I reflected on her story and wondered which crime this woman’s son and his wife had committed to deserve death. Whatever words I could say to comfort her became lost in the moment. Maybe she didn’t need comforting. We continued the ride in silence, the other man in the cab got down. The triangle of grandmother, granddaughter and I, wrapped in our private thoughts.
I know this town, but at that moment, I felt like a stranger with the way my eyes lusted after the scenery. I thought about the conversation I could have had with the grandmother but hadn’t. I looked at the little girl; she nodded as though she could read my mind, as if she was telling me that my reaction earlier had been OK. I looked at the grandmother, in her grey Iro and Buba, matched with a violet hijab. She signalled for the taxi to stop. She did not look back as she bid me farewell in a Yoruba tainted by her local Egba dialect. She got down with her granddaughter. There was just me in the backseat now. I felt like stopping the taxi and going after them and declaring all my unspoken thoughts to the grandmother but I did not.
From Oke Yeke to Isabo, I became aware again of a similarity in the theme of the architecture of the buildings which lined the streets on both sides. There were many stone-cast one story buildings, each with its unique but colonial architecture. I wished I had enough time to get off there and perhaps take some photographs. I walk around with my camera so that I can leverage on moments like this, but getting to work was the priority that morning. The old buildings, despite their years and the obviousness of the newer buildings amidst them, stood proud and majestic in a manner of a peacock in a harem of other majestic creatures. It reminded me of how older people attempt to stay relevant even when life has changed their stories.
Idi Aba remained the same, she is where work is. She was the familiar friend you told about your love interests. She would look at you in that sad way, her eyes drooping sleepy to the ground with hundreds of bottled feelings and pent up emotions. She probably liked you, but you never allowed her to talk. You were comfortable only in expressing your misery to her.
In my office, I saw myself as kind of a big deal and carried myself so.
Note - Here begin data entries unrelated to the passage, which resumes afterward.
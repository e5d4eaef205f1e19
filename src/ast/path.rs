use serde::{Deserialize, Serialize};

use super::{SqlIdentifier, SqlNumberLiteral, SqlStringLiteral};

/// `parent.value`, or just `value` at the root of the chain.
#[derive(Debug, Clone, Serialize, Deserialize)]
pub struct SqlIdentifierPathExpression {
    pub parent_path: Option<Box<SqlPathExpression>>,
    pub value: SqlIdentifier,
}

/// `parent[3]`
#[derive(Debug, Clone, Serialize, Deserialize)]
pub struct SqlNumberPathExpression {
    pub parent_path: Option<Box<SqlPathExpression>>,
    pub value: SqlNumberLiteral,
}

/// `parent["key"]`
#[derive(Debug, Clone, Serialize, Deserialize)]
pub struct SqlStringPathExpression {
    pub parent_path: Option<Box<SqlPathExpression>>,
    pub value: SqlStringLiteral,
}

impl SqlIdentifierPathExpression {
    pub fn new(parent_path: Option<SqlPathExpression>, value: SqlIdentifier) -> Self {
        Self { parent_path: parent_path.map(Box::new), value }
    }
}

impl SqlNumberPathExpression {
    pub fn new(parent_path: Option<SqlPathExpression>, value: SqlNumberLiteral) -> Self {
        Self { parent_path: parent_path.map(Box::new), value }
    }
}

impl SqlStringPathExpression {
    pub fn new(parent_path: Option<SqlPathExpression>, value: SqlStringLiteral) -> Self {
        Self { parent_path: parent_path.map(Box::new), value }
    }
}

sql_object_family! {
    pub enum SqlPathExpression {
        Identifier(SqlIdentifierPathExpression) = IdentifierPathExpression,
        Number(SqlNumberPathExpression) = NumberPathExpression,
        String(SqlStringPathExpression) = StringPathExpression,
    }
}
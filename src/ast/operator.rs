use std::fmt;
use std::str::FromStr;

use serde::{Deserialize, Serialize};

use crate::error::SqlObjectError;

#[derive(Debug, Clone, Copy, PartialEq, Eq, Hash, Serialize, Deserialize)]
pub enum SqlBinaryScalarOperatorKind {
    Add,
    And,
    BitwiseAnd,
    BitwiseOr,
    BitwiseXor,
    Coalesce,
    Divide,
    Equal,
    GreaterThan,
    GreaterThanOrEqual,
    LessThan,
    LessThanOrEqual,
    Modulo,
    Multiply,
    NotEqual,
    Or,
    StringConcat,
    Subtract,
}

impl SqlBinaryScalarOperatorKind {
    pub const ALL: [SqlBinaryScalarOperatorKind; 18] = [
        Self::Add,
        Self::And,
        Self::BitwiseAnd,
        Self::BitwiseOr,
        Self::BitwiseXor,
        Self::Coalesce,
        Self::Divide,
        Self::Equal,
        Self::GreaterThan,
        Self::GreaterThanOrEqual,
        Self::LessThan,
        Self::LessThanOrEqual,
        Self::Modulo,
        Self::Multiply,
        Self::NotEqual,
        Self::Or,
        Self::StringConcat,
        Self::Subtract,
    ];

    /// The token written between the two operands.
    pub fn symbol(self) -> &'static str {
        match self {
            Self::Add => "+",
            Self::And => "AND",
            Self::BitwiseAnd => "&",
            Self::BitwiseOr => "|",
            Self::BitwiseXor => "^",
            Self::Coalesce => "??",
            Self::Divide => "/",
            Self::Equal => "=",
            Self::GreaterThan => ">",
            Self::GreaterThanOrEqual => ">=",
            Self::LessThan => "<",
            Self::LessThanOrEqual => "<=",
            Self::Modulo => "%",
            Self::Multiply => "*",
            Self::NotEqual => "!=",
            Self::Or => "OR",
            Self::StringConcat => "||",
            Self::Subtract => "-",
        }
    }
}

impl FromStr for SqlBinaryScalarOperatorKind {
    type Err = SqlObjectError;

    /// Keywords are matched case-insensitively.
    fn from_str(token: &str) -> Result<Self, Self::Err> {
        Self::ALL
            .into_iter()
            .find(|kind| kind.symbol().eq_ignore_ascii_case(token))
            .ok_or_else(|| SqlObjectError::unsupported_operator(token))
    }
}

impl fmt::Display for SqlBinaryScalarOperatorKind {
    fn fmt(&self, f: &mut fmt::Formatter<'_>) -> fmt::Result {
        f.write_str(self.symbol())
    }
}

#[derive(Debug, Clone, Copy, PartialEq, Eq, Hash, Serialize, Deserialize)]
pub enum SqlUnaryScalarOperatorKind {
    BitwiseNot,
    Not,
    Minus,
    Plus,
}

impl SqlUnaryScalarOperatorKind {
    pub const ALL: [SqlUnaryScalarOperatorKind; 4] = [Self::BitwiseNot, Self::Not, Self::Minus, Self::Plus];

    pub fn symbol(self) -> &'static str {
        match self {
            Self::BitwiseNot => "~",
            Self::Not => "NOT",
            Self::Minus => "-",
            Self::Plus => "+",
        }
    }
}

impl FromStr for SqlUnaryScalarOperatorKind {
    type Err = SqlObjectError;

    fn from_str(token: &str) -> Result<Self, Self::Err> {
        Self::ALL
            .into_iter()
            .find(|kind| kind.symbol().eq_ignore_ascii_case(token))
            .ok_or_else(|| SqlObjectError::unsupported_operator(token))
    }
}

impl fmt::Display for SqlUnaryScalarOperatorKind {
    fn fmt(&self, f: &mut fmt::Formatter<'_>) -> fmt::Result {
        f.write_str(self.symbol())
    }
}
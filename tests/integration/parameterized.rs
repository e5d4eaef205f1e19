//! Parameterized rendering: bound literals become parameter names.

mod common;

use common::*;
use serde_json::{Value, json};
use sqlobjects::ast::*;
use sqlobjects::{ParameterBindings, serialize, serialize_parameterized};

use SqlBinaryScalarOperatorKind as Op;

fn bindings(pairs: &[(Value, &str)]) -> ParameterBindings {
    pairs.iter().map(|(value, name)| (value.clone(), *name)).collect()
}

#[test]
fn bound_number_is_replaced() {
    let params = bindings(&[(json!(5), "@age")]);
    assert_eq!(
        serialize_parameterized(&name_by_age_query(), &params).unwrap(),
        "SELECT VALUE c.name FROM c WHERE (c.age = @age) "
    );
}

#[test]
fn number_match_is_by_value() {
    let params = bindings(&[(json!(5.0), "@age")]);
    assert_eq!(serialize_parameterized(&num(5), &params).unwrap(), "@age");
    let params = bindings(&[(json!(5), "@age")]);
    assert_eq!(serialize_parameterized(&num(5.0), &params).unwrap(), "@age");
}

#[test]
fn unbound_literals_render_normally() {
    let params = bindings(&[(json!("Seattle"), "@city")]);
    let filter = binary(Op::And, binary(Op::Equal, prop(ident("c"), "city"), string("Portland")), SqlScalarExpression::literal(SqlLiteral::boolean(true)));
    assert_eq!(serialize_parameterized(&filter, &params).unwrap(), serialize(&filter).unwrap());
}

#[test]
fn strings_booleans_and_objects_are_replaced() {
    let params = bindings(&[
        (json!("Seattle"), "@city"),
        (json!(true), "@flag"),
        (json!({"zip": "98052"}), "@address"),
    ]);
    let filter = binary(
        Op::And,
        binary(Op::Equal, prop(ident("c"), "city"), string("Seattle")),
        binary(
            Op::Or,
            SqlScalarExpression::literal(SqlLiteral::boolean(true)),
            binary(
                Op::Equal,
                prop(ident("c"), "address"),
                SqlScalarExpression::literal(SqlObjectLiteral::new(json!({"zip": "98052"}))),
            ),
        ),
    );
    assert_eq!(
        serialize_parameterized(&filter, &params).unwrap(),
        "((c.city = @city) AND (@flag OR (c.address = @address)))"
    );
}

#[test]
fn string_key_does_not_match_number_literal() {
    let params = bindings(&[(json!("5"), "@text")]);
    assert_eq!(serialize_parameterized(&num(5), &params).unwrap(), "5");
}

#[test]
fn null_and_undefined_are_never_replaced() {
    let params = bindings(&[(Value::Null, "@nothing")]);
    assert_eq!(serialize_parameterized(&SqlNullLiteral, &params).unwrap(), "null");
    assert_eq!(serialize_parameterized(&SqlUndefinedLiteral, &params).unwrap(), "undefined");
}

#[test]
fn identifiers_are_not_literals() {
    let params = bindings(&[(json!("age"), "@p")]);
    assert_eq!(serialize_parameterized(&prop(ident("c"), "age"), &params).unwrap(), "c.age");
}

#[test]
fn later_binding_for_same_value_wins() {
    let mut params = ParameterBindings::new();
    params.insert(json!("x1"), "@first");
    let previous = params.insert(json!("x1"), "@second");
    assert_eq!(previous.as_deref(), Some("@first"));
    assert_eq!(serialize_parameterized(&string("x1"), &params).unwrap(), "@second");
}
I’d walk with a swag too if I thought it could change anything. My superiors hardly troubled me over anything; even my lateness was hardly ever remarked on. Most of my colleagues related with me with the cordiality of one they would never understand. Some of them thought I thought too highly of myself. The ones who didn’t doted upon me for fresh perspectives to the way we did things. I knew all this through the garrulousness of my personal assistant, Banji, who liked feeding me information in exchange for my good graces. I always pretended to be uninterested.
Five hours later, I was on my way back home.
This time, the sun is in its glory, my black, cotton, long-sleeved top quickly became itchy as the afternoon heat seeped in like a slow poison. I was seeing the town through the shades of my sunglasses now, dark and sepia. School children had been let out and were competing for the attention of taxis with me.
I stood by the road hailing taxi after taxi with no luck. On the times when a taxi stopped for me, the kids whose legs were closer to the ground would out-hustle me and fill up the taxi before I could swaddle in. I decided to walk. I towered over the school children who were walking. They were students from various secondary schools in the area, Baptist Girls College, Abeokuta Grammar School, Lisabi Comprehensive College, all sporting their white and black, white and green, blue and navy blue variety of uniforms.
When I removed my camera from my backpack to take some shots of the rocks peeking from behind the buildings in Ijaye, the kids began staring at me. Some stared so much you’d think they might forget their eyes on me and land themselves in one of the ditches on the road. I took pictures of some of them wearing crooked and mischievous smiles, doing funny poses with their legs up, cheeks puffed and hands in the air.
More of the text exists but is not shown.